— WORK ITEM —
All entries must be set down once more, precisely as given.
..........
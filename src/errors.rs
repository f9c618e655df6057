use actix_web::http::StatusCode;
use actix_web::HttpResponse;
use thiserror::Error;

use crate::domain::errors::DomainError;
use crate::domain::payment::{GatewayError, SignatureError};

#[derive(Debug, Error)]
pub enum AppError {
    /// Rejected at the boundary before any state was touched. The reason
    /// goes back as plain text.
    #[error("{0}")]
    BadRequest(String),

    #[error("{0}")]
    Validation(String),

    #[error("{0}")]
    Forbidden(String),

    #[error("{0}")]
    NotFound(String),

    #[error(transparent)]
    Gateway(GatewayError),

    #[error("Internal error: {0}")]
    Internal(String),
}

impl From<DomainError> for AppError {
    fn from(e: DomainError) -> Self {
        match e {
            DomainError::NotFound(entity) => AppError::NotFound(format!("{entity} not found")),
            DomainError::InvalidInput(_)
            | DomainError::PolicyViolation(_)
            | DomainError::InvalidTransition { .. } => AppError::Validation(e.to_string()),
            DomainError::Forbidden(msg) => AppError::Forbidden(msg),
            DomainError::Gateway(err) => AppError::Gateway(err),
            DomainError::Internal(msg) => AppError::Internal(msg),
        }
    }
}

impl From<GatewayError> for AppError {
    fn from(e: GatewayError) -> Self {
        AppError::Gateway(e)
    }
}

impl From<SignatureError> for AppError {
    fn from(e: SignatureError) -> Self {
        AppError::BadRequest(e.to_string())
    }
}

impl From<actix_web::error::BlockingError> for AppError {
    fn from(e: actix_web::error::BlockingError) -> Self {
        AppError::Internal(e.to_string())
    }
}

impl actix_web::ResponseError for AppError {
    fn status_code(&self) -> StatusCode {
        match self {
            AppError::BadRequest(_) => StatusCode::BAD_REQUEST,
            AppError::Validation(_) => StatusCode::UNPROCESSABLE_ENTITY,
            AppError::Forbidden(_) => StatusCode::FORBIDDEN,
            AppError::NotFound(_) => StatusCode::NOT_FOUND,
            AppError::Gateway(_) => StatusCode::BAD_GATEWAY,
            AppError::Internal(_) => StatusCode::INTERNAL_SERVER_ERROR,
        }
    }

    fn error_response(&self) -> HttpResponse {
        match self {
            AppError::BadRequest(reason) => HttpResponse::BadRequest()
                .content_type("text/plain; charset=utf-8")
                .body(reason.clone()),
            AppError::Gateway(err) => {
                log::warn!("payment gateway error: {}", err);
                HttpResponse::build(self.status_code()).json(serde_json::json!({
                    "error": err.user_message()
                }))
            }
            AppError::Internal(msg) => {
                log::error!("internal error: {}", msg);
                HttpResponse::InternalServerError().json(serde_json::json!({
                    "error": "Internal server error"
                }))
            }
            _ => HttpResponse::build(self.status_code()).json(serde_json::json!({
                "error": self.to_string()
            })),
        }
    }
}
..........
— REPLY TO THE EXERCISE —
filename src/errors.rs
repository f9c618e655df6057
use actix_web::http::StatusCode;
use actix_web::HttpResponse;
use thiserror::Error;

use crate::domain::errors::DomainError;
use crate::domain::payment::{GatewayError, SignatureError};

#[derive(Debug, Error)]
pub enum AppError {
    /// Rejected at the boundary before any state was touched. The reason
    /// goes back as plain text.
    #[error("{0}")]
    BadRequest(String),

    #[error("{0}")]
    Validation(String),

    #[error("{0}")]
    Forbidden(String),

    #[error("{0}")]
    NotFound(String),

    #[error(transparent)]
    Gateway(GatewayError),

    #[error("Internal error: {0}")]
    Internal(String),
}

impl From<DomainError> for AppError {
    fn from(e: DomainError) -> Self {
        match e {
            DomainError::NotFound(entity) => AppError::NotFound(format!("{entity} not found")),
            DomainError::InvalidInput(_)
            | DomainError::PolicyViolation(_)
            | DomainError::InvalidTransition { .. } => AppError::Validation(e.to_string()),
            DomainError::Forbidden(msg) => AppError::Forbidden(msg),
            DomainError::Gateway(err) => AppError::Gateway(err),
            DomainError::Internal(msg) => AppError::Internal(msg),
        }
    }
}

impl From<GatewayError> for AppError {
    fn from(e: GatewayError) -> Self {
        AppError::Gateway(e)
    }
}

impl From<SignatureError> for AppError {
    fn from(e: SignatureError) -> Self {
        AppError::BadRequest(e.to_string())
    }
}

impl From<actix_web::error::BlockingError> for AppError {
    fn from(e: actix_web::error::BlockingError) -> Self {
        AppError::Internal(e.to_string())
    }
}

impl actix_web::ResponseError for AppError {
    fn status_code(&self) -> StatusCode {
        match self {
            AppError::BadRequest(_) => StatusCode::BAD_REQUEST,
            AppError::Validation(_) => StatusCode::UNPROCESSABLE_ENTITY,
            AppError::Forbidden(_) => StatusCode::FORBIDDEN,
            AppError::NotFound(_) => StatusCode::NOT_FOUND,
            AppError::Gateway(_) => StatusCode::BAD_GATEWAY,
            AppError::Internal(_) => StatusCode::INTERNAL_SERVER_ERROR,
        }
    }

    fn error_response(&self) -> HttpResponse {
        match self {
            AppError::BadRequest(reason) => HttpResponse::BadRequest()
                .content_type("text/plain; charset=utf-8")
                .body(reason.clone()),
            AppError::Gateway(err) => {
                log::warn!("payment gateway error: {}", err);
                HttpResponse::build(self.status_code()).json(serde_json::json!({
                    "error": err.user_message()
                }))
            }
            AppError::Internal(msg) => {
                log::error!("internal error: {}", msg);
                HttpResponse::InternalServerError().json(serde_json::json!({
                    "error": "Internal server error"
                }))
            }
            _ => HttpResponse::build(self.status_code()).json(serde_json::json!({
                "error": self.to_string()
            })),
        }
    }
}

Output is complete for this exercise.